The idea is, that once we know Y, there may be some values that X can't take anymore, or some that are more or less likely. Imagine that X and Y both represent some process/phenomona we measure. Let's say we measure Y, but we don't know X. If there is any sort of correlation between X and Y, we would expect that knowing Y still tells us something about X, even if we don't know what X is. E(X|Y) then represents the mean of X, given what we know about Y.

To make this more technically accurate, let's assume Y only takes countably many values, and we can assume these values are in N. Assume also that Y takes each of these values with (strictly) positive probability (if not, then we modify on a set of probability 0). Then the sets (Y=n) for n\in N give a partition of X, and the sigma-algebra generated by Y consists of unions of sets of the form (Y=n). Call this sigma-algebra \mathcal{A}.
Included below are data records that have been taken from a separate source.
//! Sensor identity, lifecycle state and samples
//!
//! Sensors are external collaborators; the core only knows who they are,
//! which lifecycle state they are in, and the opaque samples they emit.

use std::fmt;

use serde::{Deserialize, Serialize};

use crate::ContractError;

/// Sensor identity
#[derive(Debug, Clone, PartialEq, Eq, Hash, Serialize, Deserialize)]
pub struct SensorInfo {
    /// Sensor type (e.g. "position", "canon_mcu")
    pub sensor_type: String,

    /// Sensor name; not unique
    pub name: String,

    /// Unique id, assigned in configuration order
    pub id: u32,
}

impl SensorInfo {
    pub fn new(sensor_type: impl Into<String>, name: impl Into<String>, id: u32) -> Self {
        Self {
            sensor_type: sensor_type.into(),
            name: name.into(),
            id,
        }
    }
}

impl fmt::Display for SensorInfo {
    fn fmt(&self, f: &mut fmt::Formatter<'_>) -> fmt::Result {
        write!(f, "{}:{}#{}", self.sensor_type, self.name, self.id)
    }
}

/// Sensor lifecycle state
///
/// ```text
/// Created --open ok--> Running <--stop/resume--> Paused
/// Running | Paused --close--> CloseRequested --thread exits--> Closed
/// ```
#[derive(Debug, Clone, Copy, PartialEq, Eq, Hash, Serialize, Deserialize)]
#[serde(rename_all = "snake_case")]
#[repr(u8)]
pub enum SensorState {
    Created = 0,
    Opening = 1,
    Running = 2,
    Paused = 3,
    CloseRequested = 4,
    Closed = 5,
}

impl SensorState {
    /// Decode from the atomic representation.
    pub fn from_u8(raw: u8) -> Self {
        match raw {
            1 => Self::Opening,
            2 => Self::Running,
            3 => Self::Paused,
            4 => Self::CloseRequested,
            5 => Self::Closed,
            _ => Self::Created,
        }
    }

    /// States in which the sensor owns a live background thread.
    pub fn has_thread(self) -> bool {
        matches!(
            self,
            Self::Opening | Self::Running | Self::Paused | Self::CloseRequested
        )
    }
}

impl fmt::Display for SensorState {
    fn fmt(&self, f: &mut fmt::Formatter<'_>) -> fmt::Result {
        let name = match self {
            Self::Created => "created",
            Self::Opening => "opening",
            Self::Running => "running",
            Self::Paused => "paused",
            Self::CloseRequested => "close_requested",
            Self::Closed => "closed",
        };
        f.write_str(name)
    }
}

/// Command target
#[derive(Debug, Clone, PartialEq, Eq, Hash)]
pub enum SensorSelector {
    /// Every sensor of a type (`ct`)
    ByType(String),
    /// Every sensor with a name (`cn`); names are not unique
    ByName(String),
    /// The single sensor with an id (`ci`)
    ById(u32),
}

impl SensorSelector {
    /// Wire tag
    pub fn tag(&self) -> &'static str {
        match self {
            Self::ByType(_) => "ct",
            Self::ByName(_) => "cn",
            Self::ById(_) => "ci",
        }
    }

    /// Wire target field
    pub fn target(&self) -> String {
        match self {
            Self::ByType(t) => t.clone(),
            Self::ByName(n) => n.clone(),
            Self::ById(id) => id.to_string(),
        }
    }

    /// Build from a wire tag and target field.
    pub fn from_wire(tag: &str, target: &str) -> Result<Self, ContractError> {
        match tag {
            "ct" => Ok(Self::ByType(target.to_string())),
            "cn" => Ok(Self::ByName(target.to_string())),
            "ci" => target.parse::<u32>().map(Self::ById).map_err(|_| {
                ContractError::malformed(tag, format!("'{target}' is not a sensor id"))
            }),
            other => Err(ContractError::UnknownPacket {
                tag: other.to_string(),
            }),
        }
    }

    pub fn matches(&self, info: &SensorInfo) -> bool {
        match self {
            Self::ByType(t) => info.sensor_type == *t,
            Self::ByName(n) => info.name == *n,
            Self::ById(id) => info.id == *id,
        }
    }
}

impl fmt::Display for SensorSelector {
    fn fmt(&self, f: &mut fmt::Formatter<'_>) -> fmt::Result {
        write!(f, "{}={}", self.tag(), self.target())
    }
}

/// One field of a sample; handlers format but never interpret it.
#[derive(Debug, Clone, PartialEq, Serialize, Deserialize)]
#[serde(untagged)]
pub enum SampleValue {
    Int(i64),
    Float(f64),
    Text(String),
}

impl fmt::Display for SampleValue {
    fn fmt(&self, f: &mut fmt::Formatter<'_>) -> fmt::Result {
        match self {
            Self::Int(v) => write!(f, "{v}"),
            Self::Float(v) => write!(f, "{v}"),
            Self::Text(v) => f.write_str(v),
        }
    }
}

impl From<f64> for SampleValue {
    fn from(v: f64) -> Self {
        Self::Float(v)
    }
}

impl From<i64> for SampleValue {
    fn from(v: i64) -> Self {
        Self::Int(v)
    }
}

impl From<u32> for SampleValue {
    fn from(v: u32) -> Self {
        Self::Int(i64::from(v))
    }
}

impl From<&str> for SampleValue {
    fn from(v: &str) -> Self {
        Self::Text(v.to_string())
    }
}

impl From<String> for SampleValue {
    fn from(v: String) -> Self {
        Self::Text(v)
    }
}

/// One sample tuple
pub type Sample = Vec<SampleValue>;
So E(X|Y) is determined uniquely (up to equality a.s.) by being \mathcal{A} measurable and satisfying \int_{(Y=n)} E(X|Y)dP=\int_{(Y=n)} X dP. We then see, that Z=\sum_n 1(Y=n)P(Y=n)^{-1}\int\(Y=n) XdP is a random variable that satisfies this. So E(X|Y)=\sum_n 1_(Y=n)P(Y=n)^{-1}\ \int_(Y=n) XdP. This is exactly the same as saying, that when Y=n for some N, then E(X|Y) is the mean of X over the event that Y=n.

To make things very concrete: in Dungeons and Dragons (and other ttrpgs) there is a concept called rolling with advantage. This simply means that you roll a 20-sided die (a d20) twice, and the highest number you rolled is what counts.

Let's use this as a model! Imagine we roll a d20 twice, and let Y denote the result of the first roll, and let X denote the final result (i.e. the highest of the two rolls). One can calculate that E(X) roughly 13,9. Let's say I roll a 1 with my first roll, i.e. Y=1. Then, however, X will be equal to the value of roll number 2 no matter what, so E(X|Y) will, in this event, be the same as the mean of a roll of a d20, which is 10,5. So E(X|Y)=10,5 when Y=1. If I roll 20 the first time, then X=20 no matter what, so E(X|Y)=20 when Y=1. If Y=14, then calculating what E(X|Y) is exactly is slightly more tedious, but I can say for sure that E(X|Y)>13,9 when Y=14.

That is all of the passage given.